• [Requirement] Using the data below, determine the number of lines that include the string "info". Write only that number.
──────────────────────────────
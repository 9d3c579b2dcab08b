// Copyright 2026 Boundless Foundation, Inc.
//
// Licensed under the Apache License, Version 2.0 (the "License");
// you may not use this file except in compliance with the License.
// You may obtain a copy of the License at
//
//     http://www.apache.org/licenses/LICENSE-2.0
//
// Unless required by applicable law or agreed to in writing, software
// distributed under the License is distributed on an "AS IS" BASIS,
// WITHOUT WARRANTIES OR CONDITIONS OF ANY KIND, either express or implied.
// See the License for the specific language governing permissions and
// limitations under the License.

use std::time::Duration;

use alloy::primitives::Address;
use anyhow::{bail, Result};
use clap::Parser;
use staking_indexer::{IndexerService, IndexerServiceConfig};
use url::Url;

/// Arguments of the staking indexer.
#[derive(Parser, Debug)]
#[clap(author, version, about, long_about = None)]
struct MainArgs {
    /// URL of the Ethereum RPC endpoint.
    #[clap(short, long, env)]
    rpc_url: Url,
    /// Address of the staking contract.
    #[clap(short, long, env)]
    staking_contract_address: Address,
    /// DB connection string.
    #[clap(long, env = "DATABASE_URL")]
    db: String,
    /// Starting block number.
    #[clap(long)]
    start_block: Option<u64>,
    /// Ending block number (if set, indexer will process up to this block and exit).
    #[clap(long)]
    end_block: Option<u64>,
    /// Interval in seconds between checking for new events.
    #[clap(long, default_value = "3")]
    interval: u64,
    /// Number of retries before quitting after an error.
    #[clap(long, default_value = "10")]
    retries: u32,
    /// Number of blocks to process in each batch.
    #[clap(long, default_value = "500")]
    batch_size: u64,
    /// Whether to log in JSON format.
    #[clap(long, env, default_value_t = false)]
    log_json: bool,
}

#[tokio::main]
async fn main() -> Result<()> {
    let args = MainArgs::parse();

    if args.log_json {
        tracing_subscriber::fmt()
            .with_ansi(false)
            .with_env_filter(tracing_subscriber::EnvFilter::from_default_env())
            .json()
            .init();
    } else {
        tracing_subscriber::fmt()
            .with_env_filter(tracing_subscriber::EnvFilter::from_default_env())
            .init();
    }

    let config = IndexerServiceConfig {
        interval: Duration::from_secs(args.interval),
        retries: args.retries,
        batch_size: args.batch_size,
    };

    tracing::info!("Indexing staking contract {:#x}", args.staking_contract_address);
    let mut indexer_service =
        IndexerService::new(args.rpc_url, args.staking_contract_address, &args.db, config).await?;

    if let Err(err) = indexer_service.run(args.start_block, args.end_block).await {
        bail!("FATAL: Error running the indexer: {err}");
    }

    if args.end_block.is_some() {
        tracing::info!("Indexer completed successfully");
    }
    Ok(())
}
──────────────────────────────
• [Solved exercise] 2